Figure out the number of lines in the entries that hold the string "inner", then give that number and nothing else.

/---

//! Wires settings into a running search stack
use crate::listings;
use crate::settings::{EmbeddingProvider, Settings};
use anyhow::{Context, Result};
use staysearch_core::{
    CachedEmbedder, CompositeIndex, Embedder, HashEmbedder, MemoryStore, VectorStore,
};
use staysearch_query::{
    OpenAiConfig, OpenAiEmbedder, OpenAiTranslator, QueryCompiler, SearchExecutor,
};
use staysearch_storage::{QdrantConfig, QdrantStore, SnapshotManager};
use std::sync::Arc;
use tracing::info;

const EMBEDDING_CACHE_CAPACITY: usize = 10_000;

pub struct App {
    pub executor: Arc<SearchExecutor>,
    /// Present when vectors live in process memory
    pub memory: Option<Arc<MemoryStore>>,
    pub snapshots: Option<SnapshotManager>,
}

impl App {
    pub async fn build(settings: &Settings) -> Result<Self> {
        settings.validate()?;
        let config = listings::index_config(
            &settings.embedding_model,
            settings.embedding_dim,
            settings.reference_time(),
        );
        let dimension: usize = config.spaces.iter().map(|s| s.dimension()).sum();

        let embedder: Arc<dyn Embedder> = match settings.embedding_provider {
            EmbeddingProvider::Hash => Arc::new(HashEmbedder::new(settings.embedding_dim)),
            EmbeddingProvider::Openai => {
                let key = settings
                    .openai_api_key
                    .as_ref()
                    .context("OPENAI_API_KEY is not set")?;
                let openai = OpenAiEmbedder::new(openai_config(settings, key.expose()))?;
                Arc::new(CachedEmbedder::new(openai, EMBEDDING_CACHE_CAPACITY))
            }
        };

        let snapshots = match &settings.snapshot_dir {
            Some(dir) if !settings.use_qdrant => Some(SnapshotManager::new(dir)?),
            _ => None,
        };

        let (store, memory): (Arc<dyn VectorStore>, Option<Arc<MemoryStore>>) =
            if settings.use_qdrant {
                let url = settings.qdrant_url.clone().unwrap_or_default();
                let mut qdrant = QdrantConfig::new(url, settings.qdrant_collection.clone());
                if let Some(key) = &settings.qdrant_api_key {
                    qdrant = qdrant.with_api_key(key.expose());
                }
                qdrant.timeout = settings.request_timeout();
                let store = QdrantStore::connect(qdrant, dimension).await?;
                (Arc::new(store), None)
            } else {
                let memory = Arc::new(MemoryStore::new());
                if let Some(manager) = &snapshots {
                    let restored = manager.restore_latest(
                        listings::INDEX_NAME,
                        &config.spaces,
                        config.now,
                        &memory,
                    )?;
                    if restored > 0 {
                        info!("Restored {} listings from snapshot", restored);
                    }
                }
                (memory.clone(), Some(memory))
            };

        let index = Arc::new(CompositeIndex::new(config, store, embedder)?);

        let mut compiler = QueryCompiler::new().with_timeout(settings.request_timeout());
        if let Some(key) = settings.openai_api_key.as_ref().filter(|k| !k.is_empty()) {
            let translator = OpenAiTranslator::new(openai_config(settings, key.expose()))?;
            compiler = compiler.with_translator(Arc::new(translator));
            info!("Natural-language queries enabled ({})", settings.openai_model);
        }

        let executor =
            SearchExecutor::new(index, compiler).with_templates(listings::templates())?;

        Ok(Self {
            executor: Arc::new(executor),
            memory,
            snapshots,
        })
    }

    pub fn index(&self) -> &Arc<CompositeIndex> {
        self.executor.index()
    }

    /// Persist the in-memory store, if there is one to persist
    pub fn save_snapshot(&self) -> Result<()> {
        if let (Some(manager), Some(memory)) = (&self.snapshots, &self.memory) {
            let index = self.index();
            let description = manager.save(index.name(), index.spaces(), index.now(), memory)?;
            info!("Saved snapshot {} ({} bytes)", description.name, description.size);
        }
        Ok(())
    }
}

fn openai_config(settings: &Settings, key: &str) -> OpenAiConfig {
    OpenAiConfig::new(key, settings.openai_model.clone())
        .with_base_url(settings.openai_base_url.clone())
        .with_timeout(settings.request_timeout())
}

\---
/---

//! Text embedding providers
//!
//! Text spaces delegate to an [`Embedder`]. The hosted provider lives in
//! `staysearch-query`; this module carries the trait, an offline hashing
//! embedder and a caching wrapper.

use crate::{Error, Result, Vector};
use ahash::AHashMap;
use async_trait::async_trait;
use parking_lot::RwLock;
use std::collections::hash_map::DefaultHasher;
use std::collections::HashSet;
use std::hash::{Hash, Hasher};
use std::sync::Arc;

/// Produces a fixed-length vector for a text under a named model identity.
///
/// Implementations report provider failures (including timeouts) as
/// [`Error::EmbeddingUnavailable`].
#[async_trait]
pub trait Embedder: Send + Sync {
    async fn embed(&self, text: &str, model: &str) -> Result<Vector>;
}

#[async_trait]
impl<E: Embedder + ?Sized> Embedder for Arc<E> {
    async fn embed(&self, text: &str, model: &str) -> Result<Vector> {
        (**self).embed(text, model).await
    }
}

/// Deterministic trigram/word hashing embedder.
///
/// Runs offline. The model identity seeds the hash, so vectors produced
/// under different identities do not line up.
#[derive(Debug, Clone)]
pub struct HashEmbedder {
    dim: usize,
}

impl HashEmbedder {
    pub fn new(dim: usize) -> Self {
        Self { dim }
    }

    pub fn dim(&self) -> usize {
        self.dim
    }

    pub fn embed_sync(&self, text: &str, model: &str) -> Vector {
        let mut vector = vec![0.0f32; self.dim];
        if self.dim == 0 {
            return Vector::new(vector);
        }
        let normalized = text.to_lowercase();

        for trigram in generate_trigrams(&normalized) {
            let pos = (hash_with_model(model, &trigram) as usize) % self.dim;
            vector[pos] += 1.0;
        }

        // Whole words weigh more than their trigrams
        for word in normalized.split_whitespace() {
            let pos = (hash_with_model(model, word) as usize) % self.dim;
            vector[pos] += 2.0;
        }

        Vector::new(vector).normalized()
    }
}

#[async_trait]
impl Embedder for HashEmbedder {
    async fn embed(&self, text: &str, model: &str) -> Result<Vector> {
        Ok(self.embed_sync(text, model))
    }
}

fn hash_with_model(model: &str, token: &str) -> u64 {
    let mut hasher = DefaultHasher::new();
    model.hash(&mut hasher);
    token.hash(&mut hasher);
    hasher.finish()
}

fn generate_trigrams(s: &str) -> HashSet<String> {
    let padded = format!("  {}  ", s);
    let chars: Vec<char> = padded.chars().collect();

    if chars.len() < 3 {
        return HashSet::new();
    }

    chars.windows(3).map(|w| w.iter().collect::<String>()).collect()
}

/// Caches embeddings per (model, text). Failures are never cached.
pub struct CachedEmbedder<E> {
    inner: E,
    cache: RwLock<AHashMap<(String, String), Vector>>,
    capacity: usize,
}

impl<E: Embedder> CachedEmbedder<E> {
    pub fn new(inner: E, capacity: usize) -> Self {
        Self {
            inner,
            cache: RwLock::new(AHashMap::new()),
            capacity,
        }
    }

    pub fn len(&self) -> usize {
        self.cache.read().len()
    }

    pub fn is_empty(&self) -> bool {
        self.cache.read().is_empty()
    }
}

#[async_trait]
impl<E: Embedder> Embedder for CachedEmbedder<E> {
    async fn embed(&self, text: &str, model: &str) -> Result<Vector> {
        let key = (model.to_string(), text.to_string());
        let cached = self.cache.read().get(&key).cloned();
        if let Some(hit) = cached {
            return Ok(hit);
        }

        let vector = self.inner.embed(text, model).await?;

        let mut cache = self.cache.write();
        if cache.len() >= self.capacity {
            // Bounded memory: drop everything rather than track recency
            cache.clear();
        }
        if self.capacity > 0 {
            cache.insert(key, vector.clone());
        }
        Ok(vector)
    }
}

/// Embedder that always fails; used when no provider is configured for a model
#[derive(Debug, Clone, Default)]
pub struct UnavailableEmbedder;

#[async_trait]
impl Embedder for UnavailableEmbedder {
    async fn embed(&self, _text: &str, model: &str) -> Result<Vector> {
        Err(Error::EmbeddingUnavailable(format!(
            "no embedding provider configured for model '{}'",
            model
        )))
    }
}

\---

• [Answer box] 4